SEWA Rural
- Established: 11 June 1980 (45 years ago)
- Legal status: trust
- Aim: improve the health of people in the rural and tribal areas of Jhagadia
- Country: India
- Website: sewarural.org

= SEWA Rural =

Indian non-governmental organization

The Society for Education Welfare and Action-Rural (SEWA Rural) is a volunteer, development-oriented institution founded in 1980 to improve the health of people in the rural and tribal areas of Jhagadia in South Gujarat. The founders included Anil Desai, a surgeon; Lata Desai, a paediatrician; and Bankim Sheth, a science graduate.

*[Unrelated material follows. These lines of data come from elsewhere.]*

use std::env;
use std::fs;
use std::path::Path;
use vergen::{BuildBuilder, CargoBuilder, Emitter, RustcBuilder};
use vergen_gitcl::{Emitter as GitEmitter, GitclBuilder};

/// Profiles shipped next to the binary, per cargo profile
const DEBUG_PROFILES: &[&str] = &["debug", "release"];
const RELEASE_PROFILES: &[&str] = &["release"];

fn main() -> Result<(), Box<dyn std::error::Error>> {
    let build = BuildBuilder::default().build_timestamp(true).build()?;

    let cargo = CargoBuilder::default()
        .opt_level(true)
        .target_triple(true)
        .build()?;

    let rustc = RustcBuilder::default().semver(true).channel(true).build()?;

    let gitcl = GitclBuilder::default()
        .sha(true)
        .branch(true)
        .commit_timestamp(true)
        .dirty(true)
        .build()?;

    Emitter::default()
        .add_instructions(&build)?
        .add_instructions(&cargo)?
        .add_instructions(&rustc)?
        .emit()?;

    GitEmitter::default().add_instructions(&gitcl)?.emit()?;

    copy_configs()?;

    Ok(())
}

/// Copies `config/{profile}.toml` into `target/{debug,release}/config`
fn copy_configs() -> Result<(), Box<dyn std::error::Error>> {
    let out_dir = env::var("OUT_DIR")?;
    let cargo_profile = env::var("PROFILE")?;

    // OUT_DIR is target/<profile>/build/input-state-<hash>/out
    let target_dir = Path::new(&out_dir)
        .ancestors()
        .nth(3)
        .ok_or("Could not determine target directory")?;

    let config_out_dir = target_dir.join("config");
    fs::create_dir_all(&config_out_dir)?;

    let profiles = if cargo_profile == "release" {
        RELEASE_PROFILES
    } else {
        DEBUG_PROFILES
    };

    for profile in profiles {
        let file = format!("{profile}.toml");
        let source = Path::new("config").join(&file);
        println!("cargo:rerun-if-changed={}", source.display());
        if source.exists() {
            fs::copy(&source, config_out_dir.join(&file))?;
        }
    }

    Ok(())
}
//! Input State
//!
//! Per-tick keyboard, mouse, gamepad and touch snapshots with edge queries,
//! fed by winit or by scripted providers.

/// Build-time information (git SHA, branch, timestamp, etc.)
pub mod build_info;

/// Profile-based configuration
pub mod config;

pub mod error;

/// Health checks for startup validation and CI
pub mod health;

/// Device snapshots, double buffers, providers and the input manager
pub mod input;

pub use config::AppConfig;
pub use error::{InputError, ProviderError};
pub use input::InputManager;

SEWA Rural's 100-bed hospital in Jhagadia provides round-the-clock OPD and indoor and emergency services. The hospitals see approximately 70,000 outpatients and 12,000 inpatients every year and perform on average 2800 deliveries and 5000 surgeries. SEWA Rural also works in as many as 600 villages with the state government in healthcare and community health services, carrying out research and providing vocational training to the local residents, especially members of the tribal community. As many as 200 young people are trained in the Vivekananda Gramin Tekniki Kendra every year.

SEWA Rural has received awards from various institutions, including the World Health Organization (WHO) and the state government.